→ Task statement: Check every line of the data below for the word "match". Copy the ones that have it.

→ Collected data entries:
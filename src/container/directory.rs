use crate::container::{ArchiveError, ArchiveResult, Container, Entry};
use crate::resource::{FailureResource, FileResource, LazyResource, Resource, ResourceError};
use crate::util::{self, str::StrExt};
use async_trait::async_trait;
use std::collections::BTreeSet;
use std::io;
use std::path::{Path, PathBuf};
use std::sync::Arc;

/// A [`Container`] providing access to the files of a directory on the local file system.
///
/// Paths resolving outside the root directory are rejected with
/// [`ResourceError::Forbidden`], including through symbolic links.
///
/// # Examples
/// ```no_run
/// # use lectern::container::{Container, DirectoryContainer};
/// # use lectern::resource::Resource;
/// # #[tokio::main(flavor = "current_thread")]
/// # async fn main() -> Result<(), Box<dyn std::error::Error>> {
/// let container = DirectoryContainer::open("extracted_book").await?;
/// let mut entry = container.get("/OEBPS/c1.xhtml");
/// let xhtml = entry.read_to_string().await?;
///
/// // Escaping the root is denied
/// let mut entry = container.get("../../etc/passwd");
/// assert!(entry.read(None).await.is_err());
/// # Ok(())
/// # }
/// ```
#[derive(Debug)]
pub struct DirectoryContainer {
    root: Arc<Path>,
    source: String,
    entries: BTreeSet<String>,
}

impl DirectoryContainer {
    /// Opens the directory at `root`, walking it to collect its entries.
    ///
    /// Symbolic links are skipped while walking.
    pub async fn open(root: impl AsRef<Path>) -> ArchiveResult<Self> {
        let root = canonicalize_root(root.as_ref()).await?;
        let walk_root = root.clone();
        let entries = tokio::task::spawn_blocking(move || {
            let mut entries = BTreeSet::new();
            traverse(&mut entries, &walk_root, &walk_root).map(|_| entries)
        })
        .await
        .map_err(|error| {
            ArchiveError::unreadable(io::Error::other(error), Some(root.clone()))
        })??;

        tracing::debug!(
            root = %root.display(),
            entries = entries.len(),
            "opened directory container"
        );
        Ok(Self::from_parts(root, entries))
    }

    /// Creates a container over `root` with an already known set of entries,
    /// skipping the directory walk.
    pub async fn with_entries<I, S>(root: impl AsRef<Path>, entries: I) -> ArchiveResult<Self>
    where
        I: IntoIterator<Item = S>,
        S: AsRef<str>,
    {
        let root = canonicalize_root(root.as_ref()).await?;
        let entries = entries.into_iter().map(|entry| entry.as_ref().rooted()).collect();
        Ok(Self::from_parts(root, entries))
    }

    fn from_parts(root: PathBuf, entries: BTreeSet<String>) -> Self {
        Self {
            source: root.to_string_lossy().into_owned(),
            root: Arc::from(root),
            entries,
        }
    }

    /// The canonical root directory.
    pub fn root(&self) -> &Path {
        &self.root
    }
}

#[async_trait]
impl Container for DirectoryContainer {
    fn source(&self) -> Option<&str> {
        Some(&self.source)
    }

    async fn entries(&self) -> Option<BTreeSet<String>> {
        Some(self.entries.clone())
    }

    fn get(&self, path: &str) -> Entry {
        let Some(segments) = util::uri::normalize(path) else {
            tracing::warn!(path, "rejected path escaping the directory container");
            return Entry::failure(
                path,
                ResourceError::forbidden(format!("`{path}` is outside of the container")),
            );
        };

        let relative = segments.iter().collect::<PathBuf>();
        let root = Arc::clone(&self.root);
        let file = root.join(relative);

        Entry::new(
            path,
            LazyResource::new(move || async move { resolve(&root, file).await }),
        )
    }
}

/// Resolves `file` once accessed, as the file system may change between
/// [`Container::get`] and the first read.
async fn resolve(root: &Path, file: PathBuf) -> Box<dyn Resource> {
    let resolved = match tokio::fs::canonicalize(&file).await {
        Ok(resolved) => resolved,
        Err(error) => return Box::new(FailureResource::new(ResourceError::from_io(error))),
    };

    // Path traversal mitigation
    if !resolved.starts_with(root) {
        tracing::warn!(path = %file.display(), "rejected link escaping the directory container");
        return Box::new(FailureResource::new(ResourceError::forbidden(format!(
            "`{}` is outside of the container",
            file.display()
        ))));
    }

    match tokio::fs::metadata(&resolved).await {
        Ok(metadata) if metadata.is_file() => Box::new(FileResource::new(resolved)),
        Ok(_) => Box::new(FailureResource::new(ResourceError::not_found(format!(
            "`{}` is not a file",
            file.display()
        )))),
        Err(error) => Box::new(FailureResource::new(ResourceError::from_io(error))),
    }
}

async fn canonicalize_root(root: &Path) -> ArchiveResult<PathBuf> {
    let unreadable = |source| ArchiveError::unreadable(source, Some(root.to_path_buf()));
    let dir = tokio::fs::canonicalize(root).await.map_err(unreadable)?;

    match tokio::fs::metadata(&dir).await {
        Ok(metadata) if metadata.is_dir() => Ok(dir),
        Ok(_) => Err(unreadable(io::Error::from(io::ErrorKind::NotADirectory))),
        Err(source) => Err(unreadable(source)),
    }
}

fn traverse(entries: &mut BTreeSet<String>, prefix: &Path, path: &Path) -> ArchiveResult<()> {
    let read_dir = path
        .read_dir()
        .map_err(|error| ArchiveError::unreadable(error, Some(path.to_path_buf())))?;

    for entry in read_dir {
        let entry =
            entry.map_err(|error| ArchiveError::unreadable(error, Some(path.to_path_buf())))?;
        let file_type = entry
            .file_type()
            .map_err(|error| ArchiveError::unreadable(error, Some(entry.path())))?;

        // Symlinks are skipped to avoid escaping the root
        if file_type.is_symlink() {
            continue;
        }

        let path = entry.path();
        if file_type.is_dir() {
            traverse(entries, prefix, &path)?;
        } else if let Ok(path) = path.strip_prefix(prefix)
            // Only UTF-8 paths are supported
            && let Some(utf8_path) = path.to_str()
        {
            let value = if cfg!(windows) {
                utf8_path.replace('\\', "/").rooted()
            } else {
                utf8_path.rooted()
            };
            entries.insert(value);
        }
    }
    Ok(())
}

→ Task response:
    let resolved = match tokio::fs::canonicalize(&file).await {
    match tokio::fs::metadata(&resolved).await {
    match tokio::fs::metadata(&dir).await {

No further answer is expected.